Those who haven’t worked in internet journalism themselves may not (and probably would not) know this, but we often draw cues on topics to discuss from general inquiry and discussion over social networks, blog comments, forums and other channels. So, we can often, as a result, be at the whim of terminology problems, as is the case with Salesforce to Salesforce integration issues.
See, with Salesforce being so popular largely due to the immense integration support it offers by design, and as a product of so many other vendors clamoring to support this concept.
Of course, this kind of integration is magnificent for so many obvious reasons, so the idea of Salesforce to Salesforce integration issues by how they sound, will raise panic flags in anyone who’s taken a shine to Salesforce not having integration problems at all. Now, there have been some rather well known issues come up here and there, and there are some definite issues looming on the horizon that they will have to soon contend with.
But, in truth, this phrase doesn’t mean what I think a lot of people would automatically think it does. I think people misinterpret this as getting various Force.com services to integrate, or something of the sort. At first, I kind of thought this too, and so I dismissed the very existence of it as absurd.
What it Really Is:
What this really means is bi-directional integration of another system with Salesforce. They can both read from one another, and transmit to one another in a full loop.

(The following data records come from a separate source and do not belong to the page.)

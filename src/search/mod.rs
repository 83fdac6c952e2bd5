//! Candidate search: gated traversal, scoring, ranking
//!
//! The read path: compile the request, embed its query text, collect the
//! gated candidate set (whole set, no pagination), score each candidate,
//! then rank. No writes, no partial results on failure.

pub mod engine;
pub mod params;
pub mod rank;
pub mod scoring;

use crate::embed::{EmbedError, EmbeddingProvider};
use crate::graph::GraphStore;
use crate::ingest::CandidateId;
use serde::{Deserialize, Serialize};
use std::sync::Arc;
use thiserror::Error;
use tokio::sync::RwLock;
use tracing::{debug, info};

pub use engine::{collect_matches, CandidateMatch, EducationRecord, LocationRecord};
pub use params::{Criteria, GateClause, SearchParams, SearchRequest, SoftClause, TextCriterion};
pub use rank::{rank, DEFAULT_TOP_K};
pub use scoring::{cosine_similarity, score_candidate, CriterionScores};

/// Search failures. The read path performs no writes; an embedding
/// failure aborts the whole search with no partial results.
#[derive(Error, Debug)]
pub enum SearchError {
    #[error("embedding failed: {0}")]
    Embedding(#[from] EmbedError),
}

/// One ranked search hit
#[derive(Debug, Clone, Serialize, Deserialize)]
#[serde(rename_all = "camelCase")]
pub struct SearchResult {
    pub candidate_id: CandidateId,
    pub name: String,
    pub email: Option<String>,
    pub phone: Option<String>,
    pub years_experience: f64,
    pub resume_file_url: String,
    pub analysis_file_url: String,
    pub matched_skills: Vec<String>,
    pub total_skills: Vec<String>,
    pub matched_roles: Vec<String>,
    pub current_designation: Option<String>,
    pub locations: Vec<LocationRecord>,
    pub education: Vec<EducationRecord>,
    pub companies: Vec<String>,
    #[serde(flatten)]
    pub scores: CriterionScores,
}

/// Answers multi-criteria relevance queries against the shared store
pub struct SearchEngine {
    store: Arc<RwLock<GraphStore>>,
    embedder: Arc<dyn EmbeddingProvider>,
}

impl SearchEngine {
    pub fn new(store: Arc<RwLock<GraphStore>>, embedder: Arc<dyn EmbeddingProvider>) -> Self {
        Self { store, embedder }
    }

    /// Run a search: hard gates exclude, soft criteria and embedding
    /// similarity rank, results are truncated to `top_k`.
    pub async fn search(
        &self,
        params: &SearchParams,
        from_experience: f64,
        to_experience: Option<f64>,
        top_k: usize,
        similarity_threshold: f64,
    ) -> Result<Vec<SearchResult>, SearchError> {
        let request = SearchRequest::compile(params, from_experience, to_experience);

        let query_text = request.criteria.query_text();
        let query_embedding = if query_text.is_empty() {
            None
        } else {
            Some(self.embedder.embed(&query_text).await?)
        };

        let matches = {
            let store = self.store.read().await;
            collect_matches(&store, &request)
        };
        debug!(
            gated = matches.len(),
            query = %query_text,
            "collected gated candidate set"
        );

        let scored = matches
            .into_iter()
            .map(|candidate| {
                let scores = score_candidate(
                    &request.criteria,
                    &candidate,
                    query_embedding.as_deref(),
                );
                into_result(candidate, scores)
            })
            .collect();

        let ranked = rank(scored, top_k, similarity_threshold);
        info!(results = ranked.len(), top_k, "search complete");
        Ok(ranked)
    }
}

fn into_result(candidate: CandidateMatch, scores: CriterionScores) -> SearchResult {
    SearchResult {
        candidate_id: candidate.candidate_id,
        name: candidate.name,
        email: candidate.email,
        phone: candidate.phone,
        years_experience: candidate.years_experience,
        resume_file_url: candidate.resume_file_url,
        analysis_file_url: candidate.analysis_file_url,
        matched_skills: candidate.matched_skills,
        total_skills: candidate.total_skills,
        matched_roles: candidate.matched_roles,
        current_designation: candidate.current_designation,
        locations: candidate.locations,
        education: candidate.education,
        companies: candidate.companies,
        scores,
    }
}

This kind of circular I/O is actually relatively a problem right now, because you will find that a lot of integration modules only go one way or the other. Famously, in recent times, was a problem with Outlook. Honestly, the fault has never been explained in a clear enough way for me to be sure what the issue there is, but suffice it to say, a service as big as Outlook not working is an issue.
The biggest problem that’s going to come along soon enough is that while HTML5 and AJAX and other things are doing a lot to make browser-based delivery as good as it can be, there really is going to be a point of diminishing returns with this indirectly, and it’s directly linked to this kind of integration thing.
Every API in existence for web services are proprietary on a level not seen on local design platforms. This means that integration worked on by logical thought in construction may not jive with some of the quirks of a given web system, even though they should.
This is going to result in a lot of failure to integrate without struggle in the future, as this stuff gets more diversified but with no sign of standardization tighter than baseline W3C and ISO specs.
But, for now, such Salesforce to Salesforce integration issues are not prevalent, and are only potential future problems. With the exception of Outlook, and the linearity of a lot of designs, there aren’t that many problems quite yet. I am sorry to say them becoming problems later is very, very possible.